Activity: Once the data has been read, return all of it precisely as written.

(Stored data)
BEGIN

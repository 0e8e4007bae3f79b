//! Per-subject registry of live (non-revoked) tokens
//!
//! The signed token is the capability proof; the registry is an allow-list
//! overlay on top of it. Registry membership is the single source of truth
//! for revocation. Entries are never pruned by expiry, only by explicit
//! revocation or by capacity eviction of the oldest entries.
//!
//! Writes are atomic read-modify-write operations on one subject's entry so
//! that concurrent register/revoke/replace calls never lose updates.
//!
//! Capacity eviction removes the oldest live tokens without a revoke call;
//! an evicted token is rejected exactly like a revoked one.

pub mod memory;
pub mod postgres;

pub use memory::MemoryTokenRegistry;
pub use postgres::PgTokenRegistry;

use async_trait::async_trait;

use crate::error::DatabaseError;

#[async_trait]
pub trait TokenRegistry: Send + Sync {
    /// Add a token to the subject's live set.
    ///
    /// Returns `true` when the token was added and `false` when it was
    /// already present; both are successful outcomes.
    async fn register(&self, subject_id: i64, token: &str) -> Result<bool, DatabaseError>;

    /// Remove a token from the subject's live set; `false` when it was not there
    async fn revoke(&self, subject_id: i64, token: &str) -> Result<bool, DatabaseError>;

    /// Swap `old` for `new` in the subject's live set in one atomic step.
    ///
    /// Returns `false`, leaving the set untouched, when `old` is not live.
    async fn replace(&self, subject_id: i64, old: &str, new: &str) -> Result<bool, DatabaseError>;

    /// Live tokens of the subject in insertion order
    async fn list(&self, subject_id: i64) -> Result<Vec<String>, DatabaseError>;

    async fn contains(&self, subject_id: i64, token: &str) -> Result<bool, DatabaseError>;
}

END

Result:
repository 0e8e4007bae3f79b
//! Per-subject registry of live (non-revoked) tokens
//!
//! The signed token is the capability proof; the registry is an allow-list
//! overlay on top of it. Registry membership is the single source of truth
//! for revocation. Entries are never pruned by expiry, only by explicit
//! revocation or by capacity eviction of the oldest entries.
//!
//! Writes are atomic read-modify-write operations on one subject's entry so
//! that concurrent register/revoke/replace calls never lose updates.
//!
//! Capacity eviction removes the oldest live tokens without a revoke call;
//! an evicted token is rejected exactly like a revoked one.

pub mod memory;
pub mod postgres;

pub use memory::MemoryTokenRegistry;
pub use postgres::PgTokenRegistry;

use async_trait::async_trait;

use crate::error::DatabaseError;

#[async_trait]
pub trait TokenRegistry: Send + Sync {
    /// Add a token to the subject's live set.
    ///
    /// Returns `true` when the token was added and `false` when it was
    /// already present; both are successful outcomes.
    async fn register(&self, subject_id: i64, token: &str) -> Result<bool, DatabaseError>;

    /// Remove a token from the subject's live set; `false` when it was not there
    async fn revoke(&self, subject_id: i64, token: &str) -> Result<bool, DatabaseError>;

    /// Swap `old` for `new` in the subject's live set in one atomic step.
    ///
    /// Returns `false`, leaving the set untouched, when `old` is not live.
    async fn replace(&self, subject_id: i64, old: &str, new: &str) -> Result<bool, DatabaseError>;

    /// Live tokens of the subject in insertion order
    async fn list(&self, subject_id: i64) -> Result<Vec<String>, DatabaseError>;

    async fn contains(&self, subject_id: i64, token: &str) -> Result<bool, DatabaseError>;
}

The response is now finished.